Hamdi Kandil no se calla. Nunca lo ha hecho y ahora menos. El periodista egipcio acude a la plaza de Tahrir para pedir a los manifestantes que sigan resistiendo. Sabe de lo que habla. Ha pagado un precio muy alto en su carrera y en su vida personal por luchar contra este sistema y por fin empieza a recoger sus frutos. “Estamos viviendo días históricos, esto es el fin de la dictadura“, asegura mientras se agarra con fuerza al brazo de su esposa, la conocida actriz Naghlaa Fathi. Se dirige a la masa como un gran líder. La gente le respeta, la gente le cree, algo que no ocurre con la mayor parte de periodistas del país y algunos incluso le ven como el próximo ministro de Información del Egipto democrático.

“Cristianos y musulmanes de la mano. Pobres y ricos unidos. Es impresionante, esta es la revolución de todo un pueblo y no podemos dejar que se apague”, señala el controvertido periodista al que le cuesta abrirse paso entre una multitud que le saluda y le anima a seguir con su trabajo.

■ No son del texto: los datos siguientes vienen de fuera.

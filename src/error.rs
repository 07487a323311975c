//! Error types.
//!
//! Errors are strongly typed with thiserror and layered the same way the
//! engine is: type-checking failures, storage-backend failures, and remote
//! analyzer failures each have their own enum, all folded into the
//! top-level [`StrataError`].

use thiserror::Error;

use crate::value::ValueType;

/// A fact failed validation against the schema registry.
///
/// Any of these rejects the *entire* enclosing `set_facts` batch; no partial
/// insert happens.
#[derive(Debug, Error)]
pub enum TypeError {
    /// The fact's predicate was never registered.
    #[error("unknown predicate '{predicate}'")]
    UnknownPredicate {
        /// Offending predicate name.
        predicate: String,
    },

    /// The fact has the wrong number of arguments.
    #[error("predicate '{predicate}' expects {expected} arguments, got {actual}")]
    ArityMismatch {
        /// Predicate name.
        predicate: String,
        /// Registered arity.
        expected: usize,
        /// Arity of the offending fact.
        actual: usize,
    },

    /// An argument's tag does not match the registered type.
    #[error("predicate '{predicate}' argument {position} expects {expected}, got {actual}")]
    ValueMismatch {
        /// Predicate name.
        predicate: String,
        /// Zero-based argument position.
        position: usize,
        /// Registered type at that position.
        expected: ValueType,
        /// Tag of the value actually supplied.
        actual: &'static str,
    },
}

/// A storage-backend failure.
#[derive(Debug, Error)]
pub enum StorageError {
    /// Generic backend error (poisoned lock, SQL failure, ...).
    #[error("storage backend error: {0}")]
    Backend(String),

    /// Could not reach the backend.
    #[error("storage connection error: {0}")]
    Connection(String),

    /// Startup schema discovery found a column this engine cannot map.
    /// Fatal: the registry cannot be reconstructed.
    #[error("table '{table}' column '{column}' has unsupported type '{sql_type}'")]
    UnsupportedColumn {
        /// Table name under the `facts` schema.
        table: String,
        /// Column name.
        column: String,
        /// The backend-reported type name.
        sql_type: String,
    },
}

/// A remote analyzer call failed.
///
/// The triggering `set`/`analyzer` operation aborts with this error; facts
/// ingested before the failure remain (the store is monotone, nothing rolls
/// back).
#[derive(Debug, Error)]
pub enum AnalysisError {
    /// The remote end reported a failure for one dispatched context.
    #[error("analyzer '{analyzer}' failed: {message}")]
    Remote {
        /// Analyzer name.
        analyzer: String,
        /// Remote-reported message.
        message: String,
    },

    /// The remote end went away before answering.
    #[error("analyzer '{analyzer}' disconnected")]
    Disconnected {
        /// Analyzer name.
        analyzer: String,
    },
}

/// Top-level error type.
#[derive(Debug, Error)]
pub enum StrataError {
    /// A fact failed type checking.
    #[error("type error: {0}")]
    Type(#[from] TypeError),

    /// The storage backend failed.
    #[error("storage error: {0}")]
    Storage(#[from] StorageError),

    /// A remote analyzer failed; the fixpoint was aborted.
    #[error("analysis error: {0}")]
    Analysis(#[from] AnalysisError),

    /// The query itself is malformed (independent of store contents).
    #[error("invalid query: {reason}")]
    InvalidQuery {
        /// What is wrong with it.
        reason: String,
    },

    /// Internal invariant violation.
    #[error("internal error: {message}")]
    Internal {
        /// Error description.
        message: String,
    },
}

impl StrataError {
    /// Creates an internal error.
    #[must_use]
    pub fn internal(message: impl Into<String>) -> Self {
        Self::Internal {
            message: message.into(),
        }
    }

    /// Returns true if this is a type-checking failure.
    #[must_use]
    pub const fn is_type(&self) -> bool {
        matches!(self, Self::Type(_))
    }

    /// Returns true if this is a storage failure.
    #[must_use]
    pub const fn is_storage(&self) -> bool {
        matches!(self, Self::Storage(_))
    }

    /// Returns true if this is a remote-analysis failure.
    #[must_use]
    pub const fn is_analysis(&self) -> bool {
        matches!(self, Self::Analysis(_))
    }
}

/// Result type alias used throughout the crate.
pub type StrataResult<T> = Result<T, StrataError>;

#[cfg(test)]
mod tests {
    use super::*;

    #[test]
    fn type_error_display() {
        let err = TypeError::ValueMismatch {
            predicate: "seg".to_string(),
            position: 1,
            expected: ValueType::Addr,
            actual: "string",
        };
        let msg = err.to_string();
        assert!(msg.contains("seg"));
        assert!(msg.contains("argument 1"));
        assert!(msg.contains("expects addr"));
        assert!(msg.contains("got string"));
    }

    #[test]
    fn arity_error_display() {
        let err = TypeError::ArityMismatch {
            predicate: "p".to_string(),
            expected: 2,
            actual: 3,
        };
        assert!(err.to_string().contains("expects 2 arguments, got 3"));
    }

    #[test]
    fn storage_error_display() {
        let err = StorageError::UnsupportedColumn {
            table: "seg".to_string(),
            column: "arg0".to_string(),
            sql_type: "uuid".to_string(),
        };
        let msg = err.to_string();
        assert!(msg.contains("seg"));
        assert!(msg.contains("uuid"));
    }

    #[test]
    fn top_level_classification() {
        let err: StrataError = TypeError::UnknownPredicate {
            predicate: "p".to_string(),
        }
        .into();
        assert!(err.is_type());
        assert!(!err.is_storage());

        let err: StrataError = StorageError::Connection("refused".to_string()).into();
        assert!(err.is_storage());

        let err: StrataError = AnalysisError::Disconnected {
            analyzer: "a".to_string(),
        }
        .into();
        assert!(err.is_analysis());
        assert!(err.to_string().contains("disconnected"));

        let err = StrataError::internal("bad state");
        assert!(err.to_string().contains("bad state"));
    }
}
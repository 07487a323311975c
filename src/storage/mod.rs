//! Storage backends for the fact store.
//!
//! The engine sees storage only through the [`FactStore`] capability set;
//! [`MemoryStore`] backs tests and embedded use, and the Postgres backend
//! (feature `backend-postgres`) persists facts across restarts under the
//! one-table-per-predicate layout.

pub mod memory;
#[cfg(feature = "backend-postgres")]
pub mod postgres;
pub mod traits;

pub use memory::MemoryStore;
#[cfg(feature = "backend-postgres")]
pub use postgres::PgStore;
pub use traits::FactStore;
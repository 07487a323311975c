fn main() -> Result<(), Box<dyn std::error::Error>> {
    println!("cargo:rerun-if-changed=build.rs");
    println!("cargo:rerun-if-changed=proto/strata.proto");

    // Only generate protobuf bindings when the gRPC transport feature is enabled.
    // This keeps embedded builds lean and avoids requiring `protoc` unless needed.
    if std::env::var_os("CARGO_FEATURE_TRANSPORT_GRPC").is_none() {
        return Ok(());
    }

    // Prefer a vendored protoc to avoid requiring a system installation.
    let protoc_path = protoc_bin_vendored::protoc_bin_path()
        .map_err(|e| format!("failed to locate vendored protoc: {e}"))?;
    std::env::set_var("PROTOC", protoc_path);

    // Only build proto if the proto file exists (allows consumers to omit proto/).
    if std::path::Path::new("proto/strata.proto").exists() {
        tonic_build::configure()
            .build_server(true)
            .build_client(true)
            .compile_protos(&["proto/strata.proto"], &["proto/"])?;
    }
    Ok(())
}
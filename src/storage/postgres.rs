//! Postgres storage backend.
//!
//! Layout contract: one schema (`facts`) holding one table per registered
//! predicate, columns `arg0..argN-1`, with String→`varchar`, Addr→`bigint`
//! (the u64 bit pattern reinterpreted as i64 at this boundary), Blob→
//! `bytea`, Json→`jsonb`, and List<T>→array of the mapped T. Every table
//! carries a UNIQUE constraint over all columns; inserts go through
//! `ON CONFLICT DO NOTHING`, whose affected-row count doubles as the
//! dirty-set signal. Conjunctive queries compile to a single SELECT.
//!
//! At startup the registry is reconstructed from
//! `information_schema.columns`; a column this engine cannot map is a fatal
//! error.

use std::collections::BTreeSet;
use std::fmt::Write as _;
use std::sync::RwLock;

use async_trait::async_trait;
use tokio_postgres::types::ToSql;
use tokio_postgres::{NoTls, Row};
use tracing::{debug, warn};

use crate::error::{StorageError, StrataError, StrataResult};
use crate::fact::{Context, Fact, FactTemplate, QueryScope, TemplateArg};
use crate::schema::{valid_name, SchemaMap};
use crate::storage::traits::FactStore;
use crate::value::{Value, ValueType};

fn backend_err(e: &tokio_postgres::Error) -> StrataError {
    StorageError::Backend(e.to_string()).into()
}

fn lock_err(context: &'static str) -> StrataError {
    StorageError::Backend(format!("poisoned lock: {context}")).into()
}

/// Maps a schema type to its column type, or fails for shapes Postgres
/// arrays cannot represent (nested lists, jsonb elements).
fn sql_column_type(ty: &ValueType) -> StrataResult<String> {
    Ok(match ty {
        ValueType::String => "varchar".to_string(),
        ValueType::Addr => "bigint".to_string(),
        ValueType::Blob => "bytea".to_string(),
        ValueType::Json => "jsonb".to_string(),
        ValueType::List(elem) => match elem.as_ref() {
            ValueType::String => "varchar[]".to_string(),
            ValueType::Addr => "bigint[]".to_string(),
            ValueType::Blob => "bytea[]".to_string(),
            other => {
                return Err(StorageError::Backend(format!(
                    "column type list<{other}> is not representable in the postgres layout"
                ))
                .into())
            }
        },
    })
}

/// Inverse of [`sql_column_type`] for startup discovery, keyed on
/// `information_schema.columns.udt_name` (arrays appear with a leading
/// underscore).
fn type_from_udt(udt_name: &str) -> Option<ValueType> {
    match udt_name {
        "varchar" => Some(ValueType::String),
        "int8" => Some(ValueType::Addr),
        "bytea" => Some(ValueType::Blob),
        "jsonb" => Some(ValueType::Json),
        "_varchar" => Some(ValueType::List(Box::new(ValueType::String))),
        "_int8" => Some(ValueType::List(Box::new(ValueType::Addr))),
        "_bytea" => Some(ValueType::List(Box::new(ValueType::Blob))),
        _ => None,
    }
}

/// An owned bind parameter. tokio-postgres borrows parameters at execution
/// time, so compiled queries carry these and lend out trait-object refs.
#[derive(Debug, Clone)]
enum PgParam {
    Text(String),
    Int(i64),
    Bytes(Vec<u8>),
    TextArray(Vec<String>),
    IntArray(Vec<i64>),
    BytesArray(Vec<Vec<u8>>),
}

impl PgParam {
    fn as_sql(&self) -> &(dyn ToSql + Sync) {
        match self {
            Self::Text(v) => v,
            Self::Int(v) => v,
            Self::Bytes(v) => v,
            Self::TextArray(v) => v,
            Self::IntArray(v) => v,
            Self::BytesArray(v) => v,
        }
    }
}

/// Converts a value of a known column type into a bind parameter plus the
/// placeholder cast suffix it needs. Addr travels as the same 64 bits in a
/// signed column; Json travels as text and is cast server-side.
fn param_for(value: &Value, ty: &ValueType) -> StrataResult<(PgParam, &'static str)> {
    let unsupported = || -> StrataError {
        StorageError::Backend(format!(
            "value of type {ty} is not representable in the postgres layout"
        ))
        .into()
    };

    Ok(match (ty, value) {
        (ValueType::String, Value::String(s)) => (PgParam::Text(s.clone()), ""),
        #[allow(clippy::cast_possible_wrap)]
        (ValueType::Addr, Value::Addr(a)) => (PgParam::Int(*a as i64), ""),
        (ValueType::Blob, Value::Blob(b)) => (PgParam::Bytes(b.clone()), ""),
        (ValueType::Json, Value::Json(j)) => (PgParam::Text(j.clone()), "::text::jsonb"),
        (ValueType::List(elem), Value::List(vs)) => match elem.as_ref() {
            ValueType::String => {
                let mut out = Vec::with_capacity(vs.len());
                for v in vs {
                    match v {
                        Value::String(s) => out.push(s.clone()),
                        _ => return Err(unsupported()),
                    }
                }
                (PgParam::TextArray(out), "")
            }
            ValueType::Addr => {
                let mut out = Vec::with_capacity(vs.len());
                for v in vs {
                    match v {
                        #[allow(clippy::cast_possible_wrap)]
                        Value::Addr(a) => out.push(*a as i64),
                        _ => return Err(unsupported()),
                    }
                }
                (PgParam::IntArray(out), "")
            }
            ValueType::Blob => {
                let mut out = Vec::with_capacity(vs.len());
                for v in vs {
                    match v {
                        Value::Blob(b) => out.push(b.clone()),
                        _ => return Err(unsupported()),
                    }
                }
                (PgParam::BytesArray(out), "")
            }
            _ => return Err(unsupported()),
        },
        _ => return Err(unsupported()),
    })
}
//! Analyzers: remote derived-fact producers.
//!
//! An analyzer pairs a conjunctive premise pattern with a remote
//! [`Analysis`] capability. Each distinct premise binding is dispatched to
//! the capability exactly once over the process lifetime; returned facts
//! are ingested back into the store as one batch.

use std::collections::BTreeSet;
use std::sync::{Arc, Mutex};

use async_trait::async_trait;
use futures::future::try_join_all;
use tracing::debug;

use crate::error::{AnalysisError, StorageError, StrataResult};
use crate::fact::{dependent_predicates, Context, Fact, FactTemplate};
use crate::storage::FactStore;

/// The remote capability an analyzer client exposes.
///
/// `context` is positional: `context[k]` is the value of variable `k` of
/// the analyzer's premises. The returned facts are derived knowledge to be
/// ingested into the store.
#[async_trait]
pub trait Analysis: Send + Sync {
    /// Runs the remote analysis for one premise binding.
    async fn analyze(&self, context: Context) -> Result<Vec<Fact>, AnalysisError>;
}

/// A registered analyzer.
///
/// Lives for the rest of the process once registered; holds the
/// seen-binding cache that enforces at-most-once dispatch.
pub struct Analyzer {
    name: String,
    premises: Vec<FactTemplate>,
    /// Predicates referenced by the premises; growth anywhere else cannot
    /// produce new bindings.
    dependent: BTreeSet<String>,
    analysis: Arc<dyn Analysis>,
    seen: Mutex<BTreeSet<Context>>,
}

impl Analyzer {
    /// Creates an analyzer over `premises` backed by `analysis`.
    pub fn new(
        name: impl Into<String>,
        premises: Vec<FactTemplate>,
        analysis: Arc<dyn Analysis>,
    ) -> Self {
        let dependent = dependent_predicates(&premises);
        Self {
            name: name.into(),
            premises,
            dependent,
            analysis,
            seen: Mutex::new(BTreeSet::new()),
        }
    }

    /// The analyzer's name, as registered.
    #[must_use]
    pub fn name(&self) -> &str {
        &self.name
    }

    /// The premise pattern.
    #[must_use]
    pub fn premises(&self) -> &[FactTemplate] {
        &self.premises
    }

    /// Predicates whose growth can affect this analyzer.
    #[must_use]
    pub fn dependent(&self) -> &BTreeSet<String> {
        &self.dependent
    }

    /// Number of contexts dispatched so far. Test/diagnostic aid.
    pub fn seen_count(&self) -> StrataResult<usize> {
        let seen = self
            .seen
            .lock()
            .map_err(|_| StorageError::Backend("poisoned lock: analyzer.seen".into()))?;
        Ok(seen.len())
    }

    /// Runs one generation of this analyzer against `store`.
    ///
    /// If `dirty` is non-empty and disjoint from the dependent set, the
    /// store is not consulted at all: no premise fact set can have grown,
    /// so any binding would either be cached already or still absent.
    /// Otherwise, enumerates current bindings, drops the ones already
    /// dispatched, sends the rest concurrently, ingests all derived facts
    /// as a single batch, and returns the resulting dirty-set.
    ///
    /// New contexts are marked seen *at dispatch time*, before the remote
    /// call resolves, so an overlapping generation cannot re-dispatch
    /// them. A remote failure propagates; facts from responses that never
    /// arrived are simply absent (nothing rolls back).
    pub async fn run(
        &self,
        store: &dyn FactStore,
        dirty: &BTreeSet<String>,
    ) -> StrataResult<BTreeSet<String>> {
        if !dirty.is_empty() && dirty.is_disjoint(&self.dependent) {
            return Ok(BTreeSet::new());
        }

        let contexts = store.get_facts(&self.premises).await?;

        // Membership test and optimistic insert under one lock acquisition.
        let fresh: Vec<Context> = {
            let mut seen = self
                .seen
                .lock()
                .map_err(|_| StorageError::Backend("poisoned lock: analyzer.seen".into()))?;
            contexts
                .into_iter()
                .filter(|ctx| seen.insert(ctx.clone()))
                .collect()
        };

        if fresh.is_empty() {
            return Ok(BTreeSet::new());
        }
        debug!(analyzer = %self.name, dispatched = fresh.len(), "dispatching new bindings");

        let responses = try_join_all(
            fresh
                .into_iter()
                .map(|ctx| self.analysis.analyze(ctx)),
        )
        .await?;

        let derived: Vec<Fact> = responses.into_iter().flatten().collect();
        if derived.is_empty() {
            return Ok(BTreeSet::new());
        }
        store.set_facts(&derived).await
    }
}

Su carrera está marcada por la censura. En 2003 tuvo que hacer las maletas y emigrar a Dubai debido a sus feroces críticas contra la invasión americana de Irak. Sus análisis  sobre la situación política de Oriente Medio y los ataques a las dictaduras árabes le llevaron hasta Dubai donde permaneció cuatro años al frente de ‘Qalam Rosas’. El talk show también terminó enojando a las autoridades de Emiratos y Kandil, tras rechazar una oferta de Al Manar, propiedad de Hizbolá, se desplazó a Libia. Pero en un periodo récord las autoridades de este país decidieron suspender su programa y regresó a Egipto donde es el portavoz de la Asociación Nacional por el Cambio, partido de la oposición, y colabora con varios diarios como Al-Shuruq. Precisamente un artículo publicado en este periódico le llevó ante la Justicia ya que el ministro de Exteriores, Ahmed Aboul Gheit, le acusó de “difamación”.